Stored data:
▽

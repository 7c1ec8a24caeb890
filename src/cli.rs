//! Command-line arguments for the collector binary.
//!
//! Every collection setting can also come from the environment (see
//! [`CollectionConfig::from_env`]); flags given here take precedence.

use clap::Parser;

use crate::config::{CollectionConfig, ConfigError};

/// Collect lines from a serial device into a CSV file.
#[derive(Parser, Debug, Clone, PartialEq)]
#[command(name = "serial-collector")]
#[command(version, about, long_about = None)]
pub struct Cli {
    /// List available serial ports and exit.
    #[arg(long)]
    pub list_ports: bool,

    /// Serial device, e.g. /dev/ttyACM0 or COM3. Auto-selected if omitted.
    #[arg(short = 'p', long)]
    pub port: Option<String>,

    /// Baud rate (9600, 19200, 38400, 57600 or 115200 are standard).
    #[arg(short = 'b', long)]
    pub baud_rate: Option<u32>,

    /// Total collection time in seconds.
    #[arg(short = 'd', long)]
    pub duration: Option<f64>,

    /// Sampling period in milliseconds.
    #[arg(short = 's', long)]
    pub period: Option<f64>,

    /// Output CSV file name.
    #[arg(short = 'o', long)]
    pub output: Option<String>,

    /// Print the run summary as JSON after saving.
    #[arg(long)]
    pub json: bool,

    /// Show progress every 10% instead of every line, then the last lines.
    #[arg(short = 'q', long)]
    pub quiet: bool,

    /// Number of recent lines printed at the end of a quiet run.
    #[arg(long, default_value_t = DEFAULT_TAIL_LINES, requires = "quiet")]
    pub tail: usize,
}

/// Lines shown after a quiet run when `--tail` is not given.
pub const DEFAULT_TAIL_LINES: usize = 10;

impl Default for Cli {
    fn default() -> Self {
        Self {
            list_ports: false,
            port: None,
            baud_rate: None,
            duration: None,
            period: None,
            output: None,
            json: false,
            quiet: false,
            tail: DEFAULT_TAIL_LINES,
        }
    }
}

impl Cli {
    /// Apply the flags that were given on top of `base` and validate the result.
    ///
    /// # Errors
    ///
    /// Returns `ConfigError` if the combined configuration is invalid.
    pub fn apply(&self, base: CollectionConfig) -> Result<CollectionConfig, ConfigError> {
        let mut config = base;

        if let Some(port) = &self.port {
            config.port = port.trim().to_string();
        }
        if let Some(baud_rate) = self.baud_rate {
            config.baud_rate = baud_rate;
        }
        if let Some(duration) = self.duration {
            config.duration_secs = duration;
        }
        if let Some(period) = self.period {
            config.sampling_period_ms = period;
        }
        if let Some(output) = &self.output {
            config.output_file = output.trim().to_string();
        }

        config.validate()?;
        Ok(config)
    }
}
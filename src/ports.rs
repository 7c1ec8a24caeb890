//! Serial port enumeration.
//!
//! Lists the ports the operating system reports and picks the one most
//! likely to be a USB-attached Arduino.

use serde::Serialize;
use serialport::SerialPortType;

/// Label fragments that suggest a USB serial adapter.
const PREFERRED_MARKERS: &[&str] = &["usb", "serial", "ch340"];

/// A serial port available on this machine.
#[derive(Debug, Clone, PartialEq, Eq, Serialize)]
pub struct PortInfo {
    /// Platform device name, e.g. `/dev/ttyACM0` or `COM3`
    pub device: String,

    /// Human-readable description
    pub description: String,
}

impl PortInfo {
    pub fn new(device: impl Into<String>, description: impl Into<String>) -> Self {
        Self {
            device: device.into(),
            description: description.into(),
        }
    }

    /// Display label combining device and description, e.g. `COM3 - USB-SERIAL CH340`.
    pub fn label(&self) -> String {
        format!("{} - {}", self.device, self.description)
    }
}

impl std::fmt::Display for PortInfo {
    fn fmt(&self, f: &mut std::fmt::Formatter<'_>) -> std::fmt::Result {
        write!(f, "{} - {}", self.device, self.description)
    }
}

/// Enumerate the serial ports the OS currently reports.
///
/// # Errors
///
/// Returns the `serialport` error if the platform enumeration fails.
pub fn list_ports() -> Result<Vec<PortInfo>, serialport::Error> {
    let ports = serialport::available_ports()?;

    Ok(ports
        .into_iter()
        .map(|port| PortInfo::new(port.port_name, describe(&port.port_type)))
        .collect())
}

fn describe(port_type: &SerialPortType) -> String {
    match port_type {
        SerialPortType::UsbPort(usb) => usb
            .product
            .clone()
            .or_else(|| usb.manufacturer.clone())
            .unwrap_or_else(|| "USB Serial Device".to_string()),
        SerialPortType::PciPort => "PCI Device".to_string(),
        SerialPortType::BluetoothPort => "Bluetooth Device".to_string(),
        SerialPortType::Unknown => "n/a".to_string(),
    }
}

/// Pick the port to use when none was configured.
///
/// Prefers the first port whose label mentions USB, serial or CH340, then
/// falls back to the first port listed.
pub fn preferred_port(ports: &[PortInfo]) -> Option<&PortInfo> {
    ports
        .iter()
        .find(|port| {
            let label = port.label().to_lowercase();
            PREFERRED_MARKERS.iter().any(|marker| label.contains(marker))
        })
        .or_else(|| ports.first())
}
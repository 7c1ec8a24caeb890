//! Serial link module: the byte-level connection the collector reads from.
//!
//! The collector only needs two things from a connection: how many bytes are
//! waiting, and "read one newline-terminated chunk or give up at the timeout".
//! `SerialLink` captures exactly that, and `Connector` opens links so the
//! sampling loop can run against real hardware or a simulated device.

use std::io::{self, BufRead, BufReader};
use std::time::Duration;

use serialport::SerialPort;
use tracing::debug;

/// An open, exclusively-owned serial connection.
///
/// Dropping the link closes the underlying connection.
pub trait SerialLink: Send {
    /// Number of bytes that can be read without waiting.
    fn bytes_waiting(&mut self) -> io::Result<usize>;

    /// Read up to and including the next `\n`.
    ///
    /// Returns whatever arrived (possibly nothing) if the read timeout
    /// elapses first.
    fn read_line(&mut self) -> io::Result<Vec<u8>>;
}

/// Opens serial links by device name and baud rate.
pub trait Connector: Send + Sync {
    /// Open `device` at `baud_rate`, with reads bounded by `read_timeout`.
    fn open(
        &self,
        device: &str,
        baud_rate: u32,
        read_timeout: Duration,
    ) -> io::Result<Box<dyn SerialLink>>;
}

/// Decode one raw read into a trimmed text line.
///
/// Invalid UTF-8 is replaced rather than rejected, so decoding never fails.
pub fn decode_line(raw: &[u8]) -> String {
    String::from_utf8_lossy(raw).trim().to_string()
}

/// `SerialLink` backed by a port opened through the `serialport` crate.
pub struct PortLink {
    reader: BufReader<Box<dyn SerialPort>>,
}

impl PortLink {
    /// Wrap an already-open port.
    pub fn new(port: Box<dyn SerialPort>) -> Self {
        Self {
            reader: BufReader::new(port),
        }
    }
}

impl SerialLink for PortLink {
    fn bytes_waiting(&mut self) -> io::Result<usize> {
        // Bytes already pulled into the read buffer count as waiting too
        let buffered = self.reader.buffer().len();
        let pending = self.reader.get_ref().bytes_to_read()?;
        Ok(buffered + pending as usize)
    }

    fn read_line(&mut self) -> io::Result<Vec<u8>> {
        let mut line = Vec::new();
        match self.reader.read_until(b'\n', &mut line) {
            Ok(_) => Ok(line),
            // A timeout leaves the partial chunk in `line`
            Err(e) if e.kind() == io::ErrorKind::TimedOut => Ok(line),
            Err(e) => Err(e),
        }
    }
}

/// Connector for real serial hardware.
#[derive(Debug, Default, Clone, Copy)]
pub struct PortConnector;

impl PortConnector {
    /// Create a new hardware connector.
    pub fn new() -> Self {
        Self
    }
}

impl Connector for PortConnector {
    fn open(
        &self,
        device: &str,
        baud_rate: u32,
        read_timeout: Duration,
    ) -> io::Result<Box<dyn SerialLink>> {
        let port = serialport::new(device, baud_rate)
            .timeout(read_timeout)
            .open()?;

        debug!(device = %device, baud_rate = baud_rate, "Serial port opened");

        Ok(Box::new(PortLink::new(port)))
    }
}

△

- **WORK INSTRUCTIONS**: Look through the entries. Copy out each line with "ConfigError" in it.

- **YOUR SOLUTION**:
use crate::config::{CollectionConfig, ConfigError};
    /// Returns `ConfigError` if the combined configuration is invalid.
    pub fn apply(&self, base: CollectionConfig) -> Result<CollectionConfig, ConfigError> {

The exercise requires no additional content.